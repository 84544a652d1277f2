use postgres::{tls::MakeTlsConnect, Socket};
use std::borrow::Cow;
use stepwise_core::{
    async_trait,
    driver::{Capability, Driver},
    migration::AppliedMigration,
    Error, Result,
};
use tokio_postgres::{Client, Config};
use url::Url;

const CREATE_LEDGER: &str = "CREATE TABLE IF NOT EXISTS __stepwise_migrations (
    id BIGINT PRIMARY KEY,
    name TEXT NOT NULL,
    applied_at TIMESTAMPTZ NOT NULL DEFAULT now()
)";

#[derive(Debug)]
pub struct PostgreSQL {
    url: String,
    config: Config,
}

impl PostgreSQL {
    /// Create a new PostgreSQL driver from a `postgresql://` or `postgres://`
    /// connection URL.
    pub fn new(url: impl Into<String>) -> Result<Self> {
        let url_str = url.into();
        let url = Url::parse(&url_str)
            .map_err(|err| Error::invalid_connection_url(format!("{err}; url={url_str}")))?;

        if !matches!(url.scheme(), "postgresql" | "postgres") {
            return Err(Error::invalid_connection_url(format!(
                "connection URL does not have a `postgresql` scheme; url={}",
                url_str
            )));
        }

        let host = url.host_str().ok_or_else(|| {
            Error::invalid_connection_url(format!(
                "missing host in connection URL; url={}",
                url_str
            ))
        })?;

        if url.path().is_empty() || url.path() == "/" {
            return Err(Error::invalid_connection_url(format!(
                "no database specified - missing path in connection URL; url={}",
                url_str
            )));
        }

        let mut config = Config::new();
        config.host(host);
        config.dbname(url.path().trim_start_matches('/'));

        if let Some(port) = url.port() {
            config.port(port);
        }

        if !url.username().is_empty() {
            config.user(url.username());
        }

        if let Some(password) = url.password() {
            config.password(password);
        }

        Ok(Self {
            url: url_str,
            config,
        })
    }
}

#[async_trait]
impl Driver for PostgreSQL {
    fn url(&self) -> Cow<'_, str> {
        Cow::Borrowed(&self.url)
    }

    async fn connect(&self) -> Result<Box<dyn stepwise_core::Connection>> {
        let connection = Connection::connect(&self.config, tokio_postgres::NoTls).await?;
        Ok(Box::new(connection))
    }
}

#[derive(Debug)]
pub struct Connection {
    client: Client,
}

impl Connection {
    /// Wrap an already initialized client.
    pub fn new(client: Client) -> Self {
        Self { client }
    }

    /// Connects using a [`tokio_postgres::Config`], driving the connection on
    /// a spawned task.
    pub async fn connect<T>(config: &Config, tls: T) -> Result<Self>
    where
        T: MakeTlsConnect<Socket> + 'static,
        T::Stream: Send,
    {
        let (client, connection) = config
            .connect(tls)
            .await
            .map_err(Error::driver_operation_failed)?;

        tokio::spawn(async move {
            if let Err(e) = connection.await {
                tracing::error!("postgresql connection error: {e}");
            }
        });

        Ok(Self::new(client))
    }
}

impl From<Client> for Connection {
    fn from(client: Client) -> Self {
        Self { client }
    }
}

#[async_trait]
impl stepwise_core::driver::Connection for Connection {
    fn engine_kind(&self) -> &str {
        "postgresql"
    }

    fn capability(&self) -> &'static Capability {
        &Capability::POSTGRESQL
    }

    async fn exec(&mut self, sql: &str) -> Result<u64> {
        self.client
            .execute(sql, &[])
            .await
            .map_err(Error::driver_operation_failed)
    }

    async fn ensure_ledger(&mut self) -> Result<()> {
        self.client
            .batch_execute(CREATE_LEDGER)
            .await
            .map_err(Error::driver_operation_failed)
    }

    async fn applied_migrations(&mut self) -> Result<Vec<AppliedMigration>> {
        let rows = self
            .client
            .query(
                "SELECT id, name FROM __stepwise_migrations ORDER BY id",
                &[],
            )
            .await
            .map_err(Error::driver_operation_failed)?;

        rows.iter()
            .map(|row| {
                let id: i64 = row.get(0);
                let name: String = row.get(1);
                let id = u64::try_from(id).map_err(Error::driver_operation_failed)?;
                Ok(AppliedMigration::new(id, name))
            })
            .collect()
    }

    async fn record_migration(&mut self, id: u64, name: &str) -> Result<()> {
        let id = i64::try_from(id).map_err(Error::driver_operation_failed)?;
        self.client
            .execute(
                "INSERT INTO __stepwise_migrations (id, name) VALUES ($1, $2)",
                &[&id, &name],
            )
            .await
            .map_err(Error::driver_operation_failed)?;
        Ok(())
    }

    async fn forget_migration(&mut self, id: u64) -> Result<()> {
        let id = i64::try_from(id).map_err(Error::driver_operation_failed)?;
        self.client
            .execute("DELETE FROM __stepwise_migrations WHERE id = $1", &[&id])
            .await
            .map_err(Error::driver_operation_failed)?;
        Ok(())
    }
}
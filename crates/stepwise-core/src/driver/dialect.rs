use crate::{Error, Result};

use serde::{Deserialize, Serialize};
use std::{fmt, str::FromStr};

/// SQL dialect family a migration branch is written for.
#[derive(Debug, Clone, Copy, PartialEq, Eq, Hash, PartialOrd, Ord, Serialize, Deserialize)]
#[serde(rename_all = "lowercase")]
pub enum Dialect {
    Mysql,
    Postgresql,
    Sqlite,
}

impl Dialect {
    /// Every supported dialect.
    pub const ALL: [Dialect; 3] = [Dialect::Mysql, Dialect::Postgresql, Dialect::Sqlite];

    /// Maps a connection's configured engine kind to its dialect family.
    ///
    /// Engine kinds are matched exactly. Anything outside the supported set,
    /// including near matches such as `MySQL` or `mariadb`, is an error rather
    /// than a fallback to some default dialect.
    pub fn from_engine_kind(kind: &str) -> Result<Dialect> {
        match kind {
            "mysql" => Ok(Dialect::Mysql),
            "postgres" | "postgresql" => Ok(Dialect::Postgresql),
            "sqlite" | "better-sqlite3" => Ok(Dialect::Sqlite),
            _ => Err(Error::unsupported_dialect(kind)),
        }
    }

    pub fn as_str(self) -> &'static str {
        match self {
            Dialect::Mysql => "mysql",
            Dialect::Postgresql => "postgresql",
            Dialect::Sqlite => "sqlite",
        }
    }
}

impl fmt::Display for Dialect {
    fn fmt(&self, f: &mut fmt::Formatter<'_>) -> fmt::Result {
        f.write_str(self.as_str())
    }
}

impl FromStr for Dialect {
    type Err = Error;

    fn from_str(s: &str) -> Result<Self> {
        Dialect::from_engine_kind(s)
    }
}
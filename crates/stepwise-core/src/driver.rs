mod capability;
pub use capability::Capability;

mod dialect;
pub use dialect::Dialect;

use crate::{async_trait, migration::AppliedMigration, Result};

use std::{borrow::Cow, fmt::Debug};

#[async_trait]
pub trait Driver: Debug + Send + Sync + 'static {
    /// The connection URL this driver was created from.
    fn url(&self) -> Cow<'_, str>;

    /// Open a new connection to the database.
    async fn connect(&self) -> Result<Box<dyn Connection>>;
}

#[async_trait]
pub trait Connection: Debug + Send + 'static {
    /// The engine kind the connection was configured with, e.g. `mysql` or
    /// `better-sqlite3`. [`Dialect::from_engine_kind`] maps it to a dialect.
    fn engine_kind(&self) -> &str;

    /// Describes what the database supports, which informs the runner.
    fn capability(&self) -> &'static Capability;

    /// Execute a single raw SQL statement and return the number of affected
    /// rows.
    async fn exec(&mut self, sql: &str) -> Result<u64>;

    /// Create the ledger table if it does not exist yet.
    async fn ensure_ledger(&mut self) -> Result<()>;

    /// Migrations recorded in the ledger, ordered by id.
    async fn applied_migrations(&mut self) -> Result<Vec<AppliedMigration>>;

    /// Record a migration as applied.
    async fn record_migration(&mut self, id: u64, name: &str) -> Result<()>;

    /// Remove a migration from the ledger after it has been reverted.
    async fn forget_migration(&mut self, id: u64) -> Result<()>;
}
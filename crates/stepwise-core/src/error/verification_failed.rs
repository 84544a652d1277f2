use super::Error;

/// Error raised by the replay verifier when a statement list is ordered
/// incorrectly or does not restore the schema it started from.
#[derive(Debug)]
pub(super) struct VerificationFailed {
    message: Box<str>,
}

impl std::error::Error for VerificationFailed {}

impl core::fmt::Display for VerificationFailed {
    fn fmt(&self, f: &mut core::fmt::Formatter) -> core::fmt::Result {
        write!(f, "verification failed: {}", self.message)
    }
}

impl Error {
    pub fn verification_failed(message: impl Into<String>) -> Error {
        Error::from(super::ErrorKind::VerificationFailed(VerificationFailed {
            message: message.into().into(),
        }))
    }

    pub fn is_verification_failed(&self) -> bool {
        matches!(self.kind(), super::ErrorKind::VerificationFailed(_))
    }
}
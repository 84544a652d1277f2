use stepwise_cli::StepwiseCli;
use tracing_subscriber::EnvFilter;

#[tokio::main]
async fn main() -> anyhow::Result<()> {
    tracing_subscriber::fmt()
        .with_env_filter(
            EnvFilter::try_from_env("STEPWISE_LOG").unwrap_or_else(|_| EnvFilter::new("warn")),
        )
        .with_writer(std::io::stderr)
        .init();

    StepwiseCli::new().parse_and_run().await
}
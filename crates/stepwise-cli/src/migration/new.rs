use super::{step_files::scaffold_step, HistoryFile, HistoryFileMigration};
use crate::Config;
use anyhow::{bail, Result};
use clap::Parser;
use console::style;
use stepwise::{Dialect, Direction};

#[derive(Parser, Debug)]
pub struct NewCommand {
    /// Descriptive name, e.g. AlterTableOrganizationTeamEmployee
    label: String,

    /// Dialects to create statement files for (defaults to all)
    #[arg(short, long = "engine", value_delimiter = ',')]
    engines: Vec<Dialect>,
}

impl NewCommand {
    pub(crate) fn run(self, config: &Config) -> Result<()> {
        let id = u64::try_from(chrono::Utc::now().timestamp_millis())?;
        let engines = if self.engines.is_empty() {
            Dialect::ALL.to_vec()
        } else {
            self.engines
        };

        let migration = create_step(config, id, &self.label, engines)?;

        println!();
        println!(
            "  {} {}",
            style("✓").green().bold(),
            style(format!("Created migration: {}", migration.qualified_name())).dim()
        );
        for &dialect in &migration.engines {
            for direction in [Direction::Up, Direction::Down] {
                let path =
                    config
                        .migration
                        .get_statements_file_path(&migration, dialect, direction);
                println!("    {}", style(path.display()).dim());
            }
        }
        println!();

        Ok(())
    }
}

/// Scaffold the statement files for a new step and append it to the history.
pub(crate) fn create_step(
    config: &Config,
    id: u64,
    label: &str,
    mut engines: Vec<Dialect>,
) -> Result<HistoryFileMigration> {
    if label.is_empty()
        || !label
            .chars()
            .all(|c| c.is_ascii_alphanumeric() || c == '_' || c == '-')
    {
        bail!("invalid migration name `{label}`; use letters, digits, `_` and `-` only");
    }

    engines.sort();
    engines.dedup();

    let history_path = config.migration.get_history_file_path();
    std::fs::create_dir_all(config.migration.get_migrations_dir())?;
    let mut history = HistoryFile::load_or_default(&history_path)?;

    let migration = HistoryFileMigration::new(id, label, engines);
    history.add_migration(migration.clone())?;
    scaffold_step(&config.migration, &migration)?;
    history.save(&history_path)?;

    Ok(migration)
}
==
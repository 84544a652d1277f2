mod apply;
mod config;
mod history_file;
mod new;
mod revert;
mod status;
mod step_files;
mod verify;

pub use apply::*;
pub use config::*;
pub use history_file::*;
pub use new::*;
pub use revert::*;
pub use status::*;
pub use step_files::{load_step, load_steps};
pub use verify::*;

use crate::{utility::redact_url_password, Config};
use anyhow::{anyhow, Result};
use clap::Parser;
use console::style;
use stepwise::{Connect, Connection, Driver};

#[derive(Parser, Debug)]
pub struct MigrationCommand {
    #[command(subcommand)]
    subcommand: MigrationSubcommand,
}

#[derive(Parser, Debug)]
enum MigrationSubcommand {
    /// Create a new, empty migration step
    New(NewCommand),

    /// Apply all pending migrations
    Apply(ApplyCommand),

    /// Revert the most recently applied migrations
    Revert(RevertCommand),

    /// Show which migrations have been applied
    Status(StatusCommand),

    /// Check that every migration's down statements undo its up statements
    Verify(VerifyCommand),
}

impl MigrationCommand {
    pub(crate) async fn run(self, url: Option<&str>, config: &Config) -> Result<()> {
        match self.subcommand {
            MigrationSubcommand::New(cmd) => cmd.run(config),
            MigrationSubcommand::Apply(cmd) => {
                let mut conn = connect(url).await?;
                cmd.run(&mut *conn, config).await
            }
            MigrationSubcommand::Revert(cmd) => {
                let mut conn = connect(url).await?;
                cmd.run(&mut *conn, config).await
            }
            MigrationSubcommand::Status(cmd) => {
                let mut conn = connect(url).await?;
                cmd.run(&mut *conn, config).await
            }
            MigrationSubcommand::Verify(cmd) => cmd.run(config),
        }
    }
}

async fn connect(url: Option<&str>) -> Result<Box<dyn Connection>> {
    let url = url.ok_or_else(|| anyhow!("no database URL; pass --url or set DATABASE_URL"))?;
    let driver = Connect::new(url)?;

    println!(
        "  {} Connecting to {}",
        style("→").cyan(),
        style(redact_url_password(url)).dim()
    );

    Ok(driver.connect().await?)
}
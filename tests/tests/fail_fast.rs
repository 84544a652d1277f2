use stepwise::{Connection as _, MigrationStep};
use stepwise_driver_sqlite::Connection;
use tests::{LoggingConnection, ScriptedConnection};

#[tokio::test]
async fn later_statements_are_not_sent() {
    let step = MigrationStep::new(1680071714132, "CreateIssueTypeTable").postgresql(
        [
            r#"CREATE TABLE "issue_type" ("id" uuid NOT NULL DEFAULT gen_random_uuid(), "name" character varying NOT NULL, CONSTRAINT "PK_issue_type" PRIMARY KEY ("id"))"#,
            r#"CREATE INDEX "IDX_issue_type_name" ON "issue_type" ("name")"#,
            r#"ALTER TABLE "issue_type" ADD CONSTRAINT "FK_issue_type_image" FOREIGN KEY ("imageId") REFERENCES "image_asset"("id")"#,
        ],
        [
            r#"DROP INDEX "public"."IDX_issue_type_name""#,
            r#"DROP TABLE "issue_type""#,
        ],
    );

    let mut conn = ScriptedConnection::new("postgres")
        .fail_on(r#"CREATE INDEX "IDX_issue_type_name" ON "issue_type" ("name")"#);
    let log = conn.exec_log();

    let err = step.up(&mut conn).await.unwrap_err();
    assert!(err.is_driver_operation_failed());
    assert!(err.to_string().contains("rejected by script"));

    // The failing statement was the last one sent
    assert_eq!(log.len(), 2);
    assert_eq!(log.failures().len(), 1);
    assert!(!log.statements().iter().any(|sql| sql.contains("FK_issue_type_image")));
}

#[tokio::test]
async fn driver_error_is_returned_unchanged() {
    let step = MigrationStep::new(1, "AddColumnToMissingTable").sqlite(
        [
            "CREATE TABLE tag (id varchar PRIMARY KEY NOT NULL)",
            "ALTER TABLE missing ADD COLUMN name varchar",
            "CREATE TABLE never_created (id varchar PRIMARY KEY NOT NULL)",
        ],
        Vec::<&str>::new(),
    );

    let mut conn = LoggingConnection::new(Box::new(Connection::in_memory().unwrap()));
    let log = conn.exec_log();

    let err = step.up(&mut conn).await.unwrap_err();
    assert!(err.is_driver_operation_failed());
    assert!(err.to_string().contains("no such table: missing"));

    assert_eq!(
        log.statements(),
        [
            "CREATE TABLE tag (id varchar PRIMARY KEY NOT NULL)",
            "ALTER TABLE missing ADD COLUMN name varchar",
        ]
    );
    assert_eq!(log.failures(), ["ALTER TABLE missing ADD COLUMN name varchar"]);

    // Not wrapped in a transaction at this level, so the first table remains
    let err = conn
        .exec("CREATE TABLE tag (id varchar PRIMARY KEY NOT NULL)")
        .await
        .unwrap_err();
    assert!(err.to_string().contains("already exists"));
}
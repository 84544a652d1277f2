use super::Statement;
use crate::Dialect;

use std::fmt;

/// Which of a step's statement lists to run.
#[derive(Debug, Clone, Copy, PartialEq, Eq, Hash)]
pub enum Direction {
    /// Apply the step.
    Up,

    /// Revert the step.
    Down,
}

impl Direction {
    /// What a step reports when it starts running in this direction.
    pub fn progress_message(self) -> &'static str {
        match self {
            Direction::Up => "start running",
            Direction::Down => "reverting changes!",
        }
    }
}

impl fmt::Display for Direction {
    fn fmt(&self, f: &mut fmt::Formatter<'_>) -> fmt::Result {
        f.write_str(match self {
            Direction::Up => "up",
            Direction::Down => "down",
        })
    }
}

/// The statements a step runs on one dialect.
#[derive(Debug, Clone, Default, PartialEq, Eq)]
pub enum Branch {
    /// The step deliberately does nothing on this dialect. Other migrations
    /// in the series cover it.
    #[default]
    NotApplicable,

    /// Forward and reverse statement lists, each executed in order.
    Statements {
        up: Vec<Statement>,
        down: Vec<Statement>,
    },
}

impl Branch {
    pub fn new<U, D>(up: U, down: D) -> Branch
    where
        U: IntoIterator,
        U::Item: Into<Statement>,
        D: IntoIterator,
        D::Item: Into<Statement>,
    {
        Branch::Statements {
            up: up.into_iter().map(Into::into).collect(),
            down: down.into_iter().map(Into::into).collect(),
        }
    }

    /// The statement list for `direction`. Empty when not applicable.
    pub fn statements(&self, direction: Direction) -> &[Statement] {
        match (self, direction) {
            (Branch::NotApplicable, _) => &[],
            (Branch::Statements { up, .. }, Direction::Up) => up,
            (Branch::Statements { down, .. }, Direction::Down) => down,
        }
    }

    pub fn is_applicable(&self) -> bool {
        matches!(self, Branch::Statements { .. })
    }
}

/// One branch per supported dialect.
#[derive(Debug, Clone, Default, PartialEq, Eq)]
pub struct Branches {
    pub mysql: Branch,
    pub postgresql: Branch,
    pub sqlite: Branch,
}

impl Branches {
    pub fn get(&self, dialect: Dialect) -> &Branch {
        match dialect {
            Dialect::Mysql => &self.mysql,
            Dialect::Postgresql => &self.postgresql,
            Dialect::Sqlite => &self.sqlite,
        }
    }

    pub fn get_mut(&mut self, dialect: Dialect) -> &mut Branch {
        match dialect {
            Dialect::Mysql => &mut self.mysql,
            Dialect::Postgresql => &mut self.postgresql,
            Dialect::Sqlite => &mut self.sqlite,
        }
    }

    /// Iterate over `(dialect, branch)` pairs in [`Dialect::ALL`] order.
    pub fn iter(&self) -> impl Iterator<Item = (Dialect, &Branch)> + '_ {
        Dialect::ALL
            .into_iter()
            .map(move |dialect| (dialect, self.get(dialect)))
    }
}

• [WHAT IS EXPECTED]:
Find out how many lines in the entries above hold "static", then reply with that figure and nothing else.

• [WRITTEN ANSWER]:
7